Directions: Reproduce the entries. Match every word.

Stored data entries:
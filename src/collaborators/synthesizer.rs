//! 基于 LLM 的统一回复合成

use std::sync::Arc;

use anyhow::anyhow;
use async_trait::async_trait;

use crate::collaborators::traits::{ReplySynthesizer, SynthesisRequest};
use crate::llm::{LlmClient, Message};

pub struct LlmReplySynthesizer {
    llm: Arc<dyn LlmClient>,
    assistant_name: String,
}

impl LlmReplySynthesizer {
    pub fn new(llm: Arc<dyn LlmClient>, assistant_name: impl Into<String>) -> Self {
        Self {
            llm,
            assistant_name: assistant_name.into(),
        }
    }

    fn system_prompt(&self) -> String {
        let name = &self.assistant_name;
        format!(
            "你是一个智能AI助手{name}，负责将多个服务模块的执行结果整合成一个自然、友好的统一回复。\n\n\
             回复原则：\n\
             - 语调温暖友善，像朋友一样\n\
             - 先处理任务，再给予情感支持\n\
             - 信息要准确完整，失败的部分如实说明\n\
             - 长度控制在150字以内\n\
             - 在回复中自然地提到自己的名字{name}"
        )
    }

    fn user_prompt(request: &SynthesisRequest<'_>) -> String {
        let intents = request
            .plan
            .actions()
            .iter()
            .map(|a| format!("- {} (置信度: {:.2})", a.kind, a.confidence))
            .collect::<Vec<_>>()
            .join("\n");
        let results = request.summary.lines().join("\n");
        format!(
            "请基于以下信息生成一个自然、友好的统一回复：\n\n\
             用户原始输入：\"{}\"\n\n\
             识别到的意图：\n{intents}\n\n\
             各服务执行结果：\n{results}\n\n\
             直接返回回复内容，不需要额外说明。",
            request.text
        )
    }
}

#[async_trait]
impl ReplySynthesizer for LlmReplySynthesizer {
    async fn synthesize(&self, request: SynthesisRequest<'_>) -> anyhow::Result<String> {
        let messages = vec![
            Message::system(self.system_prompt()),
            Message::user(Self::user_prompt(&request)),
        ];
        let reply = self.llm.complete(&messages).await.map_err(|e| anyhow!(e))?;
        let reply = reply.trim();
        if reply.is_empty() {
            anyhow::bail!("synthesizer returned empty output");
        }
        Ok(reply.to_string())
    }
}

Solution:
filename src/collaborators/synthesizer.rs
//! 基于 LLM 的统一回复合成

use std::sync::Arc;

use anyhow::anyhow;
use async_trait::async_trait;

use crate::collaborators::traits::{ReplySynthesizer, SynthesisRequest};
use crate::llm::{LlmClient, Message};

pub struct LlmReplySynthesizer {
    llm: Arc<dyn LlmClient>,
    assistant_name: String,
}

impl LlmReplySynthesizer {
    pub fn new(llm: Arc<dyn LlmClient>, assistant_name: impl Into<String>) -> Self {
        Self {
            llm,
            assistant_name: assistant_name.into(),
        }
    }

    fn system_prompt(&self) -> String {
        let name = &self.assistant_name;
        format!(
            "你是一个智能AI助手{name}，负责将多个服务模块的执行结果整合成一个自然、友好的统一回复。\n\n\
             回复原则：\n\
             - 语调温暖友善，像朋友一样\n\
             - 先处理任务，再给予情感支持\n\
             - 信息要准确完整，失败的部分如实说明\n\
             - 长度控制在150字以内\n\
             - 在回复中自然地提到自己的名字{name}"
        )
    }

    fn user_prompt(request: &SynthesisRequest<'_>) -> String {
        let intents = request
            .plan
            .actions()
            .iter()
            .map(|a| format!("- {} (置信度: {:.2})", a.kind, a.confidence))
            .collect::<Vec<_>>()
            .join("\n");
        let results = request.summary.lines().join("\n");
        format!(
            "请基于以下信息生成一个自然、友好的统一回复：\n\n\
             用户原始输入：\"{}\"\n\n\
             识别到的意图：\n{intents}\n\n\
             各服务执行结果：\n{results}\n\n\
             直接返回回复内容，不需要额外说明。",
            request.text
        )
    }
}

#[async_trait]
impl ReplySynthesizer for LlmReplySynthesizer {
    async fn synthesize(&self, request: SynthesisRequest<'_>) -> anyhow::Result<String> {
        let messages = vec![
            Message::system(self.system_prompt()),
            Message::user(Self::user_prompt(&request)),
        ];
        let reply = self.llm.complete(&messages).await.map_err(|e| anyhow!(e))?;
        let reply = reply.trim();
        if reply.is_empty() {
            anyhow::bail!("synthesizer returned empty output");
        }
        Ok(reply.to_string())
    }
}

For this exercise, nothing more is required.